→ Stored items
---

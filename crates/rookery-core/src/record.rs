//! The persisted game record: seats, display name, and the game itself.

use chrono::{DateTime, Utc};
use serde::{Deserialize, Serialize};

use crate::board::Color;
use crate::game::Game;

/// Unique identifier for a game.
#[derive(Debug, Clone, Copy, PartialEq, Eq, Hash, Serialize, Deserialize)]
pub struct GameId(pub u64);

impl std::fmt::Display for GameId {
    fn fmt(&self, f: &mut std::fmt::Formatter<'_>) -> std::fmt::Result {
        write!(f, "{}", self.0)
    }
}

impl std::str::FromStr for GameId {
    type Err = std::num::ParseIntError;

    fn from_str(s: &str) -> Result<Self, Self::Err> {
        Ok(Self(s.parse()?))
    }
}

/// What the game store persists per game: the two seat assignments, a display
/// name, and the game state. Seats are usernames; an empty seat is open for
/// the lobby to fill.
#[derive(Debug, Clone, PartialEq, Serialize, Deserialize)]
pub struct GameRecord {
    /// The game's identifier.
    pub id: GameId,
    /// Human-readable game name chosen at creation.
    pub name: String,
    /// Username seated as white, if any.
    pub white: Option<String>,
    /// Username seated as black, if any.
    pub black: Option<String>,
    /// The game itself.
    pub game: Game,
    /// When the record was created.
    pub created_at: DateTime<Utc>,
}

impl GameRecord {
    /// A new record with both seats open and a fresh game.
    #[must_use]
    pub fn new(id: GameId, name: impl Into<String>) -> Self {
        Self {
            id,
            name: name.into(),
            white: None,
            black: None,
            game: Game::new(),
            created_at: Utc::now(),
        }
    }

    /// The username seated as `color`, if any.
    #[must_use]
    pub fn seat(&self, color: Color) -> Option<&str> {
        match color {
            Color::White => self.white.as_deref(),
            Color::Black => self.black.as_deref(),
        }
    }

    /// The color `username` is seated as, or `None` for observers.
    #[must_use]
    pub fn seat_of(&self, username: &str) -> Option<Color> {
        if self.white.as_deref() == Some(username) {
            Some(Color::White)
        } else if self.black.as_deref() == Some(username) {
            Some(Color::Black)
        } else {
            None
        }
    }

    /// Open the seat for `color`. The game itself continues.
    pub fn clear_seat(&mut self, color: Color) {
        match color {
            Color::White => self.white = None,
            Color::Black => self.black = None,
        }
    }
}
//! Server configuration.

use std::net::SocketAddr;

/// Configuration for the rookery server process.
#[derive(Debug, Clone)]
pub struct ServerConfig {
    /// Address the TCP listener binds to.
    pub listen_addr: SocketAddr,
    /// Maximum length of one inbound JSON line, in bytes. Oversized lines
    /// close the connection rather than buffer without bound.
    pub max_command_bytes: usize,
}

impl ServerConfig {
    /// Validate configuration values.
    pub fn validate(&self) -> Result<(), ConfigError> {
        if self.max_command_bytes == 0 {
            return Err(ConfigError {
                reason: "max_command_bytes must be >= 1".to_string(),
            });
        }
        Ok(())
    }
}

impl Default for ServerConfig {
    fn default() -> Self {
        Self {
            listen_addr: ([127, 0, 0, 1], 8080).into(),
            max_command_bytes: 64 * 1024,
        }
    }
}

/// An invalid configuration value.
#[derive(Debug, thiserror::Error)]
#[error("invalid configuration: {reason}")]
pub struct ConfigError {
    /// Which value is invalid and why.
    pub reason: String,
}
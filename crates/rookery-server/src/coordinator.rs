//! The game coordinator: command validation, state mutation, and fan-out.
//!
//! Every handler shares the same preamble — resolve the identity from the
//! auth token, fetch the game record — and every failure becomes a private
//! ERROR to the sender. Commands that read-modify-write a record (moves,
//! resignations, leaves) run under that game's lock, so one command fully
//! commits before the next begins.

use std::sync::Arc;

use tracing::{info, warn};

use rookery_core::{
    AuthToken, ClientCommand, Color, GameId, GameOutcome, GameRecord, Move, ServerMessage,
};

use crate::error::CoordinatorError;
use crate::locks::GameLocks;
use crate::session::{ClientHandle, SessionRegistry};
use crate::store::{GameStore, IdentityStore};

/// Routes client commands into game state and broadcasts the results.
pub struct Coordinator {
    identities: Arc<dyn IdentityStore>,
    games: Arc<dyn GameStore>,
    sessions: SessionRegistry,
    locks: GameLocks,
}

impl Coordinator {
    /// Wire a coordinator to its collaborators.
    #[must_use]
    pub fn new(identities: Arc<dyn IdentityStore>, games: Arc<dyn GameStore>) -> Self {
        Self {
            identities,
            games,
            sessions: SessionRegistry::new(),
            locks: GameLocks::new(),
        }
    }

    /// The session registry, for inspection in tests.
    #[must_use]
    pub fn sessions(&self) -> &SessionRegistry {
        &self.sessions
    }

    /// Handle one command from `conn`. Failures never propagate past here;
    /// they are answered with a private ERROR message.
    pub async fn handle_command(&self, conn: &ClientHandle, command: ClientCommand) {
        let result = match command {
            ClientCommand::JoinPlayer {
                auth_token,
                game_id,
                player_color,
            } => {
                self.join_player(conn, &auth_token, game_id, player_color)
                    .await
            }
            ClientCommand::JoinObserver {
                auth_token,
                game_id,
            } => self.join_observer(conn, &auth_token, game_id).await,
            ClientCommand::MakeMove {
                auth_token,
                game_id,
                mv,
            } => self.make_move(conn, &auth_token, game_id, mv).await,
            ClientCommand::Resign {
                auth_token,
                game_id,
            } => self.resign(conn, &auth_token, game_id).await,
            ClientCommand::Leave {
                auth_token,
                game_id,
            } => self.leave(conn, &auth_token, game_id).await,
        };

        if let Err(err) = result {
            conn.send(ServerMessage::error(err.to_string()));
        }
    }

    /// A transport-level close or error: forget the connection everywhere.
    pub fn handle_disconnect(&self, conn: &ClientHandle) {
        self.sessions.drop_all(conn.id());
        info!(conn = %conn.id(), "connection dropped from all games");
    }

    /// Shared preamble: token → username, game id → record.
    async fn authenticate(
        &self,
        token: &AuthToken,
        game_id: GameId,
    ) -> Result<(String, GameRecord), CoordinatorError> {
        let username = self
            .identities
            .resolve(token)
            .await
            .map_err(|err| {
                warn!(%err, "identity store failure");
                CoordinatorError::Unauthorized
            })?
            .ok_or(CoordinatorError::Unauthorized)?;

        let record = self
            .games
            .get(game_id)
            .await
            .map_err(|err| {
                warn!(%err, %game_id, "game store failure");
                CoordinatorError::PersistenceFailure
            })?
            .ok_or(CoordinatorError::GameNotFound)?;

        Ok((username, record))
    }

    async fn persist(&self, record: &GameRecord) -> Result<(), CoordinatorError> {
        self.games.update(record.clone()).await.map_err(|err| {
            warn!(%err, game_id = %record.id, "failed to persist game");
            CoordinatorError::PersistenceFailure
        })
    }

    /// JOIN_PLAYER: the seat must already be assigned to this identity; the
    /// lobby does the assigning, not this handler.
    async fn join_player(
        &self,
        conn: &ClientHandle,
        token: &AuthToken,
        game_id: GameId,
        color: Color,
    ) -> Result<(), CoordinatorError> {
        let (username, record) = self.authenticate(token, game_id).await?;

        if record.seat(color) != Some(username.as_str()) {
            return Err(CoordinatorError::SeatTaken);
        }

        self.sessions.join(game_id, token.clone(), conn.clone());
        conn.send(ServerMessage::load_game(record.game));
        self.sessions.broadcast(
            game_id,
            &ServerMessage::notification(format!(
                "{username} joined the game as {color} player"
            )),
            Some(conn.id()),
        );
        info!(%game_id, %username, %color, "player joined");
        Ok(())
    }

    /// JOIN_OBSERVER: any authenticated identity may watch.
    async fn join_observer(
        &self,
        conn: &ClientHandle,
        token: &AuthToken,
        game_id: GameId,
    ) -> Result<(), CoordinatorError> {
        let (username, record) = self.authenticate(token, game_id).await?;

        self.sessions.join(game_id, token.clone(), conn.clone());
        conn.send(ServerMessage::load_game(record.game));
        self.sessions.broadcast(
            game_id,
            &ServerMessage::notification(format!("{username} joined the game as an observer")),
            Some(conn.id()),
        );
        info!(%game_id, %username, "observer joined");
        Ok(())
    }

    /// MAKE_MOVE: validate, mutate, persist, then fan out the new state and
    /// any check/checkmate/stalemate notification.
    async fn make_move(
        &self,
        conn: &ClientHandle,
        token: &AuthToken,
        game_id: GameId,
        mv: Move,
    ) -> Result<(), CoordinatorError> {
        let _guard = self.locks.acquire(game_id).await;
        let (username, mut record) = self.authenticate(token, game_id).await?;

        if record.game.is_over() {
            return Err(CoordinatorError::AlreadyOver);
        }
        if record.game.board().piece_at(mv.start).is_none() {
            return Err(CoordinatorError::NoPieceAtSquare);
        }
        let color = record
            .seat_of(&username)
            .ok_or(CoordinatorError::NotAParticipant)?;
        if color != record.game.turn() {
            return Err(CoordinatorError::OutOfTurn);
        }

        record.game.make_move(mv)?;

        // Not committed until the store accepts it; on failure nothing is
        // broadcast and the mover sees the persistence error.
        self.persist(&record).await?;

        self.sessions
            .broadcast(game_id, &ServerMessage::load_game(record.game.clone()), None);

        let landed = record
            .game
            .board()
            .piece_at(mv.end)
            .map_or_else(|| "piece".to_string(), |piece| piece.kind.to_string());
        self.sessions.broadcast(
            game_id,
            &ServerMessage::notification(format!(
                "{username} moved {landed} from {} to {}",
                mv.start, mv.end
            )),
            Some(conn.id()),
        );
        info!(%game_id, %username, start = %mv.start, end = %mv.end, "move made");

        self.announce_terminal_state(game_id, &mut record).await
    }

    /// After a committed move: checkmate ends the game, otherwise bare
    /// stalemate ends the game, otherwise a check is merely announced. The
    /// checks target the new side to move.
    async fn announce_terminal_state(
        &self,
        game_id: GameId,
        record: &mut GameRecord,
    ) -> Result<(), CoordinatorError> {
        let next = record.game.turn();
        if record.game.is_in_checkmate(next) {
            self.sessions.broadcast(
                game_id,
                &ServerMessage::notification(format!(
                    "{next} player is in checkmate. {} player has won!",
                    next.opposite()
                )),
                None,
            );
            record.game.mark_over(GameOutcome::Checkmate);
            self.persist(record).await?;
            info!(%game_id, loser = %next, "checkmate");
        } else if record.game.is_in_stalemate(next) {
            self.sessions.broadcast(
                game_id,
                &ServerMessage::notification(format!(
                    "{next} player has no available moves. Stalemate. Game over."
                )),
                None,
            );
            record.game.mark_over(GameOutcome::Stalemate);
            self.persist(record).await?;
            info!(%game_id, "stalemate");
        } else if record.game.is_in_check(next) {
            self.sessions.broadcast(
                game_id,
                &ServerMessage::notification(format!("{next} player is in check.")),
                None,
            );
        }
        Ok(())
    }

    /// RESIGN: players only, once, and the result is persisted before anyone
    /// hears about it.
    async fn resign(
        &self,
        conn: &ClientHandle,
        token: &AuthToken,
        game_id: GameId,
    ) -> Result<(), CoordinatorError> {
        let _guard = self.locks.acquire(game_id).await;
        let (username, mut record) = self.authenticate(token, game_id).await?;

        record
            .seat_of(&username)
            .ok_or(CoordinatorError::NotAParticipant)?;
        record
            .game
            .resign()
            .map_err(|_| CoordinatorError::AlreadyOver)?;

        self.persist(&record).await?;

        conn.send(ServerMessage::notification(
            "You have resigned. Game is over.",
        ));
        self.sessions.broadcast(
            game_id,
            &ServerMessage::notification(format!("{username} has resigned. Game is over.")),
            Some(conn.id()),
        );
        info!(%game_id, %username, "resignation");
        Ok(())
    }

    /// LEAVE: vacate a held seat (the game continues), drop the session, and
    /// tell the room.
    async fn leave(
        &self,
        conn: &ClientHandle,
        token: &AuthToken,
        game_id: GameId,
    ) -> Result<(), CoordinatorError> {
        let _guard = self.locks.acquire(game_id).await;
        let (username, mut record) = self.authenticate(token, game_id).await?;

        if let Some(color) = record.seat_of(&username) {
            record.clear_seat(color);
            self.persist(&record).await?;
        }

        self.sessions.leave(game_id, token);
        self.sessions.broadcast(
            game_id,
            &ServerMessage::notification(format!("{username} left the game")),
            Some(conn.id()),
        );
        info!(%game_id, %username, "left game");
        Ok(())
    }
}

---

→ Work item
Word for word, restate the entries from the first line to the line that has "lobby to fill.", both included, and nothing else.

→ Reply
filename crates/rookery-core/src/record.rs
//! The persisted game record: seats, display name, and the game itself.

use chrono::{DateTime, Utc};
use serde::{Deserialize, Serialize};

use crate::board::Color;
use crate::game::Game;

/// Unique identifier for a game.
#[derive(Debug, Clone, Copy, PartialEq, Eq, Hash, Serialize, Deserialize)]
pub struct GameId(pub u64);

impl std::fmt::Display for GameId {
    fn fmt(&self, f: &mut std::fmt::Formatter<'_>) -> std::fmt::Result {
        write!(f, "{}", self.0)
    }
}

impl std::str::FromStr for GameId {
    type Err = std::num::ParseIntError;

    fn from_str(s: &str) -> Result<Self, Self::Err> {
        Ok(Self(s.parse()?))
    }
}

/// What the game store persists per game: the two seat assignments, a display
/// name, and the game state. Seats are usernames; an empty seat is open for
/// the lobby to fill.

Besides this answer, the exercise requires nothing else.